In the incredibly shot opening sequence, all of the toys and presents are delivered on time, in perfect Mission Impossible fashion. Harnessed elves descend from a cloaked ship, delivering perfectly wrapped packages to an entire city in less than eight minutes. Elves drinking (not coffee) hot chocolate mounded with marshmallows chart and graph every movement with Google Earth-like precision. However, upon Arthur’s stumbling entrance into Command Central (and through a series of unpredictably small events) one toy is accidentally knocked over into a pile of old, discarded wrapping and missed.
That means one child won’t get a present. One child has been forgotten at Christmas.
Once the mistake has been found, Steve and Santa (Jim Broadbent) brush it off as just one present missed. There isn’t time to deliver it anyway. Arthur is stunned, and decides to take matters into his own hands. From there, it’s up to him, GrandSanta (Bill Nighy), and Scottish-burred elf Bryony (Ashley Jensen) to deliver the last package to the child and keep the magic and wonder of Santa alive.
From the opening sequence to the credits, this movie is an absolute delight.
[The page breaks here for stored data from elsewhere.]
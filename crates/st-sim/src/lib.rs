//! `st-sim`: the world root of the steering framework.
//!
//! # Pump and frame
//!
//! ```text
//! host frame (dt):
//!   now = clock.advance(dt)
//!   pump(now):
//!     ① Index   rebuild the R-tree from current entity positions.
//!     ② Radar   refresh each due radar's agent and obstacle lists.
//!     ③ Steer   steering queue, then any custom queues in creation
//!               order: begin_tick → SteeringSet::compose →
//!               commit_forces for each due agent.
//!   frame(dt):
//!     ④ Move    every enabled agent integrates its velocity and turns
//!               toward its orientation target; the observer hears about
//!               each move.
//! ```
//!
//! Queues run in creation order.  The builder creates the radar queue
//! first, so steering always reads lists refreshed in the same pump.  A
//! queue named only by a later agent or radar config is appended after
//! both.
//!
//! # Cargo features
//!
//! | Feature   | Effect                                                  |
//! |-----------|---------------------------------------------------------|
//! | `serde`   | Derives `Serialize`/`Deserialize` on every config type. |
//! | `fx-hash` | FxHash for the scheduler, detectable and roster maps.   |
//!
//! # Quick-start
//!
//! ```rust,ignore
//! use st_agent::AgentBuilder;
//! use st_behavior::Seek;
//! use st_sim::{NoopObserver, WorldBuilder};
//!
//! let mut world = WorldBuilder::new().seed(7).build()?;
//! let id = world.spawn_agent(AgentBuilder::new().max_speed(2.0))?;
//! world.attach_steering(id, Seek::new(Vec3::new(5.0, 0.0, 0.0)))?;
//! for _ in 0..600 {
//!     world.step(1.0 / 60.0, &mut NoopObserver);
//! }
//! ```

pub mod builder;
pub mod config;
pub mod error;
pub mod observer;
pub mod world;

#[cfg(test)]
mod tests;

pub use builder::WorldBuilder;
pub use config::WorldConfig;
pub use error::{WorldError, WorldResult};
pub use observer::{NoopObserver, WorldObserver};
pub use world::{TickTarget, World};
I can’t say enough good things about it. From Aardman Studios (Wallace and Gromit, Flushed Away), Arthur Christmas is sit up at the edge of your seat funny, from everything in the background you don’t catch the first time around (there’s a canister in GrandSanta’s reindeer stable marked “Chimney Lube”) to the ridiculously clever writing and over the top accents. There’s something about an elf in a kilt with a thick Scottish brogue that cracks me up every time.
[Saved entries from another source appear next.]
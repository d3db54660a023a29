//! `AgentConfig`: every per-agent tunable with its default.

use st_core::{AxisMask, LayerMask};

use crate::Locomotion;

/// Agent settings.
///
/// Typically loaded from a TOML/JSON file by the application crate and
/// handed to [`AgentBuilder::from_config`](crate::AgentBuilder::from_config).
#[derive(Clone, Debug, PartialEq)]
#[cfg_attr(feature = "serde", derive(serde::Serialize, serde::Deserialize))]
#[cfg_attr(feature = "serde", serde(default))]
pub struct AgentConfig {
    pub radius:                   f32,
    pub mass:                     f32,
    pub max_speed:                f32,
    pub max_force:                f32,
    /// Seconds to turn fully toward the steering direction.  `0` is instant.
    pub turn_time:                f32,
    /// Below this target speed the agent does not turn.
    pub min_speed_for_turning:    f32,
    pub arrival_radius:           f32,
    pub allowed_axes:             AxisMask,
    pub layer:                    LayerMask,
    pub can_move:                 bool,
    /// Priority of the steering task.  `0` means "use the entity id".
    pub movement_priority:        i32,
    pub locomotion:               Locomotion,

    // ── Steering task ─────────────────────────────────────────────────────
    /// Queue for the steering task.  `None` means the world's steering queue.
    pub queue_name:               Option<String>,
    /// Seconds between steering ticks.
    pub tick_length:              f32,
    /// Cap for the steering queue.  Shared by every agent on it; the last
    /// agent configured wins.
    pub max_processed_per_update: i32,
}

impl Default for AgentConfig {
    fn default() -> Self {
        Self {
            radius:                   0.5,
            mass:                     1.0,
            max_speed:                1.0,
            max_force:                10.0,
            turn_time:                0.25,
            min_speed_for_turning:    0.1,
            arrival_radius:           0.25,
            allowed_axes:             AxisMask::ALL,
            layer:                    LayerMask::default(),
            can_move:                 true,
            movement_priority:        0,
            locomotion:               Locomotion::default(),
            queue_name:               None,
            tick_length:              0.01,
            max_processed_per_update: 20,
        }
    }
}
The story is deep, the characters are layered, and the animation, like Pixar, doesn’t get in the way. At times you actually forget you’re watching animation, and the characters become absolutely real. Not only that, Aardman has a great sense of pacing and action, right down to the whip zooms and camera angles.
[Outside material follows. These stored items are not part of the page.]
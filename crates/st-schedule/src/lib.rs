//! `st-schedule`: periodic tasks, the tick scheduler, and named registries.
//!
//! # Crate layout
//!
//! | Module        | Contents                                                  |
//! |---------------|-----------------------------------------------------------|
//! | [`task`]      | `TickedTask` (tick length, priority, due times)           |
//! | [`scheduler`] | `TickScheduler` (min-heap, per-update cap, lazy deletion) |
//! | [`registry`]  | `SchedulerRegistry`, `SchedulerId`                        |
//! | [`fault`]     | `TaskFault`, `FaultHandler`, `LogFaults`                  |
//! | [`error`]     | `ScheduleError`, `ScheduleResult<T>`                      |
//!
//! # Update model (summary)
//!
//! ```text
//! update(now):
//!   while heap.top.due <= now and processed < cap:
//!       pop; drop if stale (removed / re-added since the push)
//!       handler(scheduler, task)         // may add/remove any task
//!       task.previous = now
//!       task.next     = now + tick_length
//!       defer the re-push until the loop ends
//! ```
//!
//! Deferring re-pushes is what guarantees a task fires at most once per
//! `update`, even with `tick_length == 0`.

pub mod error;
pub mod fault;
pub mod registry;
pub mod scheduler;
pub mod task;


pub use error::{ScheduleError, ScheduleResult};
pub use fault::{BoxError, FaultHandler, LogFaults, TaskFault};
pub use registry::{PumpReport, SchedulerId, SchedulerRegistry, DEFAULT_SCHEDULER};
pub use scheduler::{TaskKey, TickScheduler, UpdateReport};
pub use task::TickedTask;

#[cfg(feature = "fx-hash")]
pub(crate) type Map<K, V> = rustc_hash::FxHashMap<K, V>;
#[cfg(not(feature = "fx-hash"))]
pub(crate) type Map<K, V> = std::collections::HashMap<K, V>;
The only things I would say (and honestly, it’s only two) are two jokes that zipped right over the heads of the kids, but were pushing the envelope. One is from GrandSanta (whose lines made me laugh out loud throughout the entire movie) who lands in what he thinks is France—but is actually Africa. He starts speaking broken French with an English accent, and asks where the lingerie department is. The other is a Chihuahua, who Arthur encounters in a house. Arthur wears light-up moose slippers, and the Chihuahua latches on and does what every dog does to a guest’s leg if it wants to completely embarrass it’s owner. Arthur quips, “Wow, he likes my slippers even more than I do.”
Two over-the-head jokes in an otherwise perfect movie. This is a must-see in the theater. Two days later, my kids are still talking about how good it was—even my four year old, which is really saying something.